Overview of KeepAlive
Any discussion of so-called "keep-alive" functionality must start by answering
the question: "What is does 'keep-alive' mean?" As one specification
succintly states:
A "keep-alive" mechanism periodically probes the other end of a connection when the connection is otherwise idle, even when there is no data to be sent.Keepalive mechanisms appear in many different protocols, under various names. Protocols may be layered over the top of another protocol; for example, HTTPS consists of HTTP layered over SSL/TLS, itself layered over TCP/IP. Each protocol layer may have its own form of such keepalive functionality.
TCP KeepAlive
For TCP, the definitive specification for keepalive functionality is
RFC 1122, Section
4.2.3.6. While RFC 1122 includes a good discussion of why TCP keepalives are
meant to be off by default, in practice TCP keepalives do have value,
especially when dealing with network equipment (such as routers, firewalls,
NATs) between the client and the server; such equipment might terminate the
connection when the connection has been idle for too long.

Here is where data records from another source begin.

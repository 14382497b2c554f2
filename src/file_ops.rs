//! File operations module - discard moves and conflict handling
//!
//! Moving an image into the discard folder is the only way an image
//! leaves a session, so every failure here ends the session.

use std::fs;
use std::io;
use std::path::{Path, PathBuf};

use thiserror::Error;

use crate::scanner::{self, SessionConfig};
use crate::scheduler::{ImageId, ImageStore};

/// Errors surfaced by the storage layer.
#[derive(Debug, Error)]
pub enum StorageError {
    #[error("conflicting file in discard folder: {name} ({existing} bytes there, {incoming} bytes here)")]
    Conflict {
        name: String,
        existing: u64,
        incoming: u64,
    },

    #[error("failed to list folder {path}: {source}")]
    ListFolder {
        path: PathBuf,
        #[source]
        source: io::Error,
    },

    #[error("failed to create discard folder {path}: {source}")]
    CreateDiscardDir {
        path: PathBuf,
        #[source]
        source: io::Error,
    },

    #[error("failed to inspect {path}: {source}")]
    Inspect {
        path: PathBuf,
        #[source]
        source: io::Error,
    },

    #[error("failed to move {name} to the discard folder: {source}")]
    Move {
        name: String,
        #[source]
        source: io::Error,
    },
}

/// How a discard resolved.
#[derive(Debug, Clone, Copy, PartialEq, Eq)]
pub enum DiscardOutcome {
    /// Fresh move into the discard folder.
    Moved,
    /// Same name and size were already there; the old copy was replaced.
    Replaced,
}

/// Move an image into the session's discard folder.
///
/// An existing target with the same byte size is treated as the same
/// content from an earlier session and replaced. An existing target with
/// a different size is a conflict and neither file is touched.
pub fn discard_image(config: &SessionConfig, id: &ImageId) -> Result<DiscardOutcome, StorageError> {
    let discard_dir = config.discard_dir();
    fs::create_dir_all(&discard_dir).map_err(|e| StorageError::CreateDiscardDir {
        path: discard_dir.clone(),
        source: e,
    })?;

    let source = config.folder.join(id.as_str());
    let target = discard_dir.join(id.as_str());

    if target.exists() {
        let incoming = file_size(&source)?;
        let existing = file_size(&target)?;
        if incoming != existing {
            return Err(StorageError::Conflict {
                name: id.to_string(),
                existing,
                incoming,
            });
        }
        move_file(id, &source, &target)?;
        return Ok(DiscardOutcome::Replaced);
    }

    move_file(id, &source, &target)?;
    Ok(DiscardOutcome::Moved)
}

fn file_size(path: &Path) -> Result<u64, StorageError> {
    fs::metadata(path)
        .map(|meta| meta.len())
        .map_err(|e| StorageError::Inspect {
            path: path.to_path_buf(),
            source: e,
        })
}

/// Rename, falling back to copy + delete for cross-drive moves. Both
/// paths replace an existing target.
fn move_file(id: &ImageId, source: &Path, target: &Path) -> Result<(), StorageError> {
    match fs::rename(source, target) {
        Ok(()) => Ok(()),
        Err(rename_err) => match fs::copy(source, target) {
            Ok(_) => fs::remove_file(source).map_err(|e| {
                // Copy landed but the source lingers; drop the copy again.
                let _ = fs::remove_file(target);
                StorageError::Move {
                    name: id.to_string(),
                    source: e,
                }
            }),
            Err(_) => Err(StorageError::Move {
                name: id.to_string(),
                source: rename_err,
            }),
        },
    }
}

/// File-system backed store driving a GUI session.
pub struct FolderStore {
    config: SessionConfig,
}

impl FolderStore {
    pub fn new(config: SessionConfig) -> Self {
        Self { config }
    }

    pub fn config(&self) -> &SessionConfig {
        &self.config
    }
}

impl ImageStore for FolderStore {
    fn list_eligible(&self) -> Result<Vec<ImageId>, StorageError> {
        scanner::list_eligible_images(&self.config)
    }

    fn discard(&mut self, id: &ImageId) -> Result<(), StorageError> {
        match discard_image(&self.config, id)? {
            DiscardOutcome::Moved => log::info!("{} moved to discard folder", id),
            DiscardOutcome::Replaced => log::info!("{} replaced in discard folder", id),
        }
        Ok(())
    }
}
use crate::Environment;
use opentelemetry::KeyValue;
use opentelemetry::global;
use opentelemetry_otlp::WithExportConfig;
use opentelemetry_sdk::{
    Resource,
    metrics::{PeriodicReader, SdkMeterProvider},
    propagation::TraceContextPropagator,
    trace::{Sampler, SdkTracerProvider},
};
use std::time::Duration;
use tracing_subscriber::{layer::SubscriberExt, util::SubscriberInitExt};

const METRIC_EXPORT_INTERVAL: Duration = Duration::from_secs(10);

/// Owns the OTLP tracer and meter providers; flushes and shuts them down on drop.
///
/// # Example
/// ```ignore
/// let _telemetry = TelemetryGuard::init("pose", "http://localhost:4317", Environment::Production)?;
/// // pipeline spans and `pose_*` metrics are exported until the guard is dropped
/// ```
pub struct TelemetryGuard {
    tracer_provider: SdkTracerProvider,
    meter_provider: SdkMeterProvider,
}

impl TelemetryGuard {
    /// Install OTLP exporters, register them globally and initialize the tracing
    /// subscriber with an OpenTelemetry layer.
    ///
    /// Must be called instead of [`crate::setup_logging`], not in addition to it.
    pub fn init(
        service_name: &str,
        endpoint: &str,
        environment: Environment,
    ) -> anyhow::Result<Self> {
        global::set_text_map_propagator(TraceContextPropagator::new());

        let resource = build_resource(service_name, environment);
        let tracer_provider = build_tracer_provider(endpoint, resource.clone())?;
        let meter_provider = build_meter_provider(endpoint, resource)?;

        global::set_tracer_provider(tracer_provider.clone());
        global::set_meter_provider(meter_provider.clone());

        let otel_layer =
            tracing_opentelemetry::layer().with_tracer(global::tracer(service_name.to_string()));

        let env_filter = tracing_subscriber::EnvFilter::try_from_default_env()
            .unwrap_or_else(|_| tracing_subscriber::EnvFilter::new("info"));

        let registry = tracing_subscriber::registry()
            .with(env_filter)
            .with(otel_layer);

        match environment {
            Environment::Production => registry
                .with(
                    tracing_subscriber::fmt::layer()
                        .json()
                        .with_level(true)
                        .with_writer(std::io::stderr),
                )
                .try_init()?,
            Environment::Development => registry
                .with(
                    tracing_subscriber::fmt::layer()
                        .pretty()
                        .with_ansi(true)
                        .with_writer(std::io::stderr),
                )
                .try_init()?,
        }

        tracing::info!(service_name, endpoint, "Telemetry export enabled");

        Ok(Self {
            tracer_provider,
            meter_provider,
        })
    }
}

fn build_resource(service_name: &str, environment: Environment) -> Resource {
    Resource::builder()
        .with_attributes([
            KeyValue::new(
                opentelemetry_semantic_conventions::attribute::SERVICE_NAME,
                service_name.to_string(),
            ),
            KeyValue::new(
                opentelemetry_semantic_conventions::attribute::SERVICE_VERSION,
                env!("CARGO_PKG_VERSION"),
            ),
            KeyValue::new("deployment.environment", environment.as_str()),
        ])
        .build()
}

fn build_tracer_provider(endpoint: &str, resource: Resource) -> anyhow::Result<SdkTracerProvider> {
    let exporter = opentelemetry_otlp::SpanExporter::builder()
        .with_tonic()
        .with_endpoint(endpoint)
        .build()?;

    Ok(SdkTracerProvider::builder()
        .with_resource(resource)
        .with_sampler(Sampler::ParentBased(Box::new(Sampler::AlwaysOn)))
        .with_batch_exporter(exporter)
        .build())
}

fn build_meter_provider(endpoint: &str, resource: Resource) -> anyhow::Result<SdkMeterProvider> {
    let exporter = opentelemetry_otlp::MetricExporter::builder()
        .with_tonic()
        .with_endpoint(endpoint)
        .build()?;

    let reader = PeriodicReader::builder(exporter)
        .with_interval(METRIC_EXPORT_INTERVAL)
        .build();

    Ok(SdkMeterProvider::builder()
        .with_resource(resource)
        .with_reader(reader)
        .build())
}

impl Drop for TelemetryGuard {
    fn drop(&mut self) {
        if let Err(e) = self.tracer_provider.shutdown() {
            eprintln!("Failed to shutdown tracer provider: {:?}", e);
        }
        if let Err(e) = self.meter_provider.shutdown() {
            eprintln!("Failed to shutdown meter provider: {:?}", e);
        }
    }
}

/// Creates an info-level span and enters it.
#[macro_export]
macro_rules! span {
    ($name:literal) => {
        tracing::info_span!($name).entered()
    };
    ($name:literal, $($field:tt)+) => {
        tracing::info_span!($name, $($field)+).entered()
    };
}

/// Creates a debug-level span and enters it.
#[macro_export]
macro_rules! span_debug {
    ($name:literal) => {
        tracing::debug_span!($name).entered()
    };
    ($name:literal, $($field:tt)+) => {
        tracing::debug_span!($name, $($field)+).entered()
    };
}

The use of TCP
keepalives can help to prevent such network equipment from breaking the
connection needlessly.
How TCP KeepAlives Works
OK, so you want to use the TCP keepalive functionality in your program. The
question is "How exactly does the TCP keepalive feature work?" Good question.
Answering this requires three different numeric values: the idle time,
the number of probes to send (the probe count), and the interval
time between each probe. Remember, though, that the
SO_KEEPALIVE
TCP socket option must be enabled on the socket
in order for the TCP keepalive feature to be used.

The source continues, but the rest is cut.